- [Provided entries]

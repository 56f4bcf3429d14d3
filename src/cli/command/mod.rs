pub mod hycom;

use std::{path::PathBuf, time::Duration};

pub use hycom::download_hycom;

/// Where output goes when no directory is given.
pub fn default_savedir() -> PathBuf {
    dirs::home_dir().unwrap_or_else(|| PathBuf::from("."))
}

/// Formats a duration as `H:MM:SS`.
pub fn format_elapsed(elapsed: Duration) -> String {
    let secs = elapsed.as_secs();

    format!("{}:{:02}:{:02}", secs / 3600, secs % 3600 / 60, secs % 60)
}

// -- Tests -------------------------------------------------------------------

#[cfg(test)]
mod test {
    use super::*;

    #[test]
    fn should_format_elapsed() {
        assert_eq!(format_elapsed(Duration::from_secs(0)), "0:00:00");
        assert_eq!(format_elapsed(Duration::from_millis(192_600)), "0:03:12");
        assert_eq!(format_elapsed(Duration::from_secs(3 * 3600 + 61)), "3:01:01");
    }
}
--
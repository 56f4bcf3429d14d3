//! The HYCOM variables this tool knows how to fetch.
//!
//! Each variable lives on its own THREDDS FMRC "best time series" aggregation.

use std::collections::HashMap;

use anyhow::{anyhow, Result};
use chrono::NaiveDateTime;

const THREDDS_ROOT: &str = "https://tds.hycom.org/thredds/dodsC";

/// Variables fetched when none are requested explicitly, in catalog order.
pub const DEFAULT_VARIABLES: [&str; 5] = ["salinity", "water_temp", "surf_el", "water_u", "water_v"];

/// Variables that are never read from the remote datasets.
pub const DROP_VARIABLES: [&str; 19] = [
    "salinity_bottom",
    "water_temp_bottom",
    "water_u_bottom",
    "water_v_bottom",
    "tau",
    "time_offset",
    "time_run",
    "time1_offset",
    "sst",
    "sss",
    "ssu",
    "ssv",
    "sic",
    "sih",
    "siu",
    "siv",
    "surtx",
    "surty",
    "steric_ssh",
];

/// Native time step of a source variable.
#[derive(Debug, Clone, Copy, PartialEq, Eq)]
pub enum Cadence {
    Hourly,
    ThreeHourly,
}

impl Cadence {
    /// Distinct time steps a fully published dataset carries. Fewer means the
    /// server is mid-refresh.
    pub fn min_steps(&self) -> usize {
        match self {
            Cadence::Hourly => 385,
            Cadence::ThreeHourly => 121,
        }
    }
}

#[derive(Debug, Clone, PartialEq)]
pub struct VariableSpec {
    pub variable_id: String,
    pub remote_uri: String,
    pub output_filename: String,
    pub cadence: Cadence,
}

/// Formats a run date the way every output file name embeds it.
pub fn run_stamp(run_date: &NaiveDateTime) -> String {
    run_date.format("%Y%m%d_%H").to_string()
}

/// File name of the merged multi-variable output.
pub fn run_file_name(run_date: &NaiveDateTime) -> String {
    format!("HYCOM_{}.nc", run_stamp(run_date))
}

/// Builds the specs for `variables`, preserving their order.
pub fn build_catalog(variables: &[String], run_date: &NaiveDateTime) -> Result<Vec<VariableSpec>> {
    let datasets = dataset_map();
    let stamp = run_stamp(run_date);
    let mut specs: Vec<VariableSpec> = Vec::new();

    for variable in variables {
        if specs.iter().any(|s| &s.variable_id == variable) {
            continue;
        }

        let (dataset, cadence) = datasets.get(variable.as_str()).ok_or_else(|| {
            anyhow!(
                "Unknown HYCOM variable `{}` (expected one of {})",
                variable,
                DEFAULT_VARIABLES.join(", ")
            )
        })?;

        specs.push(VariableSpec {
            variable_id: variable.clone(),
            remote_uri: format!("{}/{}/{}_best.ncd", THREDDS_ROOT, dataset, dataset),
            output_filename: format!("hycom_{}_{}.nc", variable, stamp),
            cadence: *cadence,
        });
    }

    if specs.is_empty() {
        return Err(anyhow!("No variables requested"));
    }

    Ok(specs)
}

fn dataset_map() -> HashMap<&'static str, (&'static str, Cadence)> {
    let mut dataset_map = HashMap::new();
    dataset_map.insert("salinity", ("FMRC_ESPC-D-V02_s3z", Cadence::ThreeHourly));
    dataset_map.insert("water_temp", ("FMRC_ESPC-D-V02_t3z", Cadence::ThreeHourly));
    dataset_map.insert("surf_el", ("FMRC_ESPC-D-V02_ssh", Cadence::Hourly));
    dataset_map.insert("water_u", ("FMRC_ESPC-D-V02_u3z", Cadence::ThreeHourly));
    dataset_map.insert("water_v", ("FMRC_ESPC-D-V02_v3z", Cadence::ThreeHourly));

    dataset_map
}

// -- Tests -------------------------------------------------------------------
--
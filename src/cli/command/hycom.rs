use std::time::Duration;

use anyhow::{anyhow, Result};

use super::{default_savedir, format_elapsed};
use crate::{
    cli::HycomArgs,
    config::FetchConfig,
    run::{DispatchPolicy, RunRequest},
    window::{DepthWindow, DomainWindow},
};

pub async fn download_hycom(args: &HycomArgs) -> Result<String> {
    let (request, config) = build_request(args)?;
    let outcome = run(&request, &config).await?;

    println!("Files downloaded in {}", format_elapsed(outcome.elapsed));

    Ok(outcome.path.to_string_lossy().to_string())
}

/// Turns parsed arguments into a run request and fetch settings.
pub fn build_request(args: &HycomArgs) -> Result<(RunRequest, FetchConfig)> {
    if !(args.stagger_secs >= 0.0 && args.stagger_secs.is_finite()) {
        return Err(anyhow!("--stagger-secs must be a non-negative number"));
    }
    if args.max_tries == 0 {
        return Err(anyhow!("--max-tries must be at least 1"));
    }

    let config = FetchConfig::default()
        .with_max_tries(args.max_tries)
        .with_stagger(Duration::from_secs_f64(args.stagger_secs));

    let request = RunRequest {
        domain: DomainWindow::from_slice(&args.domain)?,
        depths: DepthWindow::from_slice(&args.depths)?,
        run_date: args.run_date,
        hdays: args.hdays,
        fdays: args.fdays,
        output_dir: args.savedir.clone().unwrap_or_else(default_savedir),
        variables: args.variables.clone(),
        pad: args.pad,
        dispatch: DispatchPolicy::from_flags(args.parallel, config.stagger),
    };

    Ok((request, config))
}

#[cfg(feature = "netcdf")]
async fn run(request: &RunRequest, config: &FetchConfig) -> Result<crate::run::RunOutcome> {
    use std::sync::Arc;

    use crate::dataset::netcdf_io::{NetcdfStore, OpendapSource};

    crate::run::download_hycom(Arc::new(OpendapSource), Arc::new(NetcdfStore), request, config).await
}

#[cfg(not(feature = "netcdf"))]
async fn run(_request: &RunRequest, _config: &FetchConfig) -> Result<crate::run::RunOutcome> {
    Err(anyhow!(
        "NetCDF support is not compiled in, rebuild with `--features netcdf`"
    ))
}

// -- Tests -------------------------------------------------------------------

- [What this task involves] Your answer should be a single number: the count of lines in these records that hold the string "RunOutcome".

- [Answer box] 2